Monday, October 02, 2006

The best song for the road I've ever heard. OR A disaster in my mind. OR Is there anyone there named Victor?


So I am driving into Illinois for the first time in 5 weeks. I just ended speaking at a youth retreat in Owensboro Kentucky and I am smelling from not having showers for two days, tired from sleeping on an air mattress for two days, and I have to go to the bathroom really, really bad.

All sorts of things are coming in and out of my mind.

I am thinking about going to Africa. My dream really-and perhaps my calling. We'll see.

I am thinking about the sadness and joy I equally feel in knowing that Eric and Katie are moving to Fairfield. I am happy that they will be going to a supportive place, but sad that I can't take off any weekend I want anymore to head down and visit them and simply laugh and enjoy thier friendship. Soon they won't just be in Fairfield, but far far away in foreign lands.

I am thinking about when Jim will finally be reunited with the Dunder-Mifflin Scranton team again via branch absorption.

I am thinking about God's will in general for us Christians in America, and how screwed up our view of it may actually be.
Or at least my view of it.

I am thinking about how good it was to hang out with Victor and Samantha for the weekend at the retreat...an unexpected surprise.

And I am listening to "Illinois" by Sufjan Stevens in honor of my return to God's country. And I am realizing that "Chicago" is the best road song I've ever heard, and that the line "I've made alot of mistakes..." is the most honest line sung in my car.

And I am anxious to see family and friends, if only for a few hours.

peace out,
hersch

4 comments:

NFB in NYC said...

beautiful...

but seriously...now shower for 2 days?

Dena G said...

It was good to see you, Hersch. Even though I know we "converse" more via blog than actual spoken conversation (why IS that, anyway?)

You've finally convinced me. Actually, you and someone I've never met who has a Sufjan Stevens song playing on their MySpace page...I'm going to give him a try.

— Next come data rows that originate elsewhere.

// Module name shadows the `serde` crate — use `::serde` for the external crate.
use ::serde::Serializer;
use chrono::{DateTime, SecondsFormat, Utc};

/// Serialize `DateTime<Utc>` as RFC 3339 with 3-digit fractional seconds.
pub fn to_rfc3339_ms<S>(dt: &DateTime<Utc>, s: S) -> Result<S::Ok, S::Error>
where
    S: Serializer,
{
    s.serialize_str(&dt.to_rfc3339_opts(SecondsFormat::Millis, true))
}

/// Serialize `Option<DateTime<Utc>>` the same way, with `null` for `None`.
pub fn opt_to_rfc3339_ms<S>(dt: &Option<DateTime<Utc>>, s: S) -> Result<S::Ok, S::Error>
where
    S: Serializer,
{
    match dt {
        Some(dt) => to_rfc3339_ms(dt, s),
        None => s.serialize_none(),
    }
}

/// Deserialize a PATCH field that distinguishes an absent key (`None`, leave
/// unchanged) from an explicit `null` (`Some(None)`, clear the value). Use as
/// `#[serde(default, deserialize_with = "cierre_core::serde::double_option")]`.
pub fn double_option<'de, T, D>(de: D) -> Result<Option<Option<T>>, D::Error>
where
    T: ::serde::Deserialize<'de>,
    D: ::serde::Deserializer<'de>,
{
    ::serde::Deserialize::deserialize(de).map(Some)
}
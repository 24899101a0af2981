use sea_orm::entity::prelude::*;

/// CRM user. `level` is 1–4 (lower = more authority); `manager_id` is a
/// self-reference to the direct superior.
#[derive(Clone, Debug, PartialEq, Eq, DeriveEntityModel)]
#[sea_orm(table_name = "users")]
pub struct Model {
    #[sea_orm(primary_key, auto_increment = false)]
    pub id: Uuid,
    pub name: String,
    #[sea_orm(unique)]
    pub email: String,
    pub role: String,
    pub level: i16,
    pub manager_id: Option<Uuid>,
    pub team_id: Option<Uuid>,
    pub created_at: chrono::DateTime<chrono::Utc>,
    pub updated_at: chrono::DateTime<chrono::Utc>,
}

#[derive(Copy, Clone, Debug, EnumIter, DeriveRelation)]
pub enum Relation {
    #[sea_orm(
        belongs_to = "Entity",
        from = "Column::ManagerId",
        to = "Column::Id"
    )]
    Manager,
    #[sea_orm(
        belongs_to = "super::teams::Entity",
        from = "Column::TeamId",
        to = "super::teams::Column::Id"
    )]
    Team,
    #[sea_orm(has_many = "super::deals::Entity")]
    Deals,
    #[sea_orm(has_many = "super::contact_access_requests::Entity")]
    ContactAccessRequests,
}

impl Related<super::teams::Entity> for Entity {
    fn to() -> RelationDef {
        Relation::Team.def()
    }
}

impl Related<super::deals::Entity> for Entity {
    fn to() -> RelationDef {
        Relation::Deals.def()
    }
}

impl Related<super::contact_access_requests::Entity> for Entity {
    fn to() -> RelationDef {
        Relation::ContactAccessRequests.def()
    }
}

impl ActiveModelBehavior for ActiveModel {}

(And the word is "absorption", btw). ;-)

Jules said...

we totally miss you up here, man.

Geoff said...

One of my fondest memories of riding in the car and listening to music happened on my way back from a youth retreat with a car full of smelly teenagers and dirty clothes. After I'd reached the point where I was about to pull my hair out or watch my head explode in the rear view mirror from listening to an hour of giggly teenage girls, high school gossip, and ever-growing fish stories, I put in a Jars of Clay CD, hit repeat, and listened to the same song for 45 minutes.

Over and over my heart and mind were soothed my the simply, yet strikingly powerful lyrics and the melodic harmony of the music.

"Jesus love, never failed me yet, never failed me yet, never failed me yet. Jesus love, never failed me yet. This one thing I know, that he loves me so. Jesus love never failed me yet, never failed me yet, never failed me yet."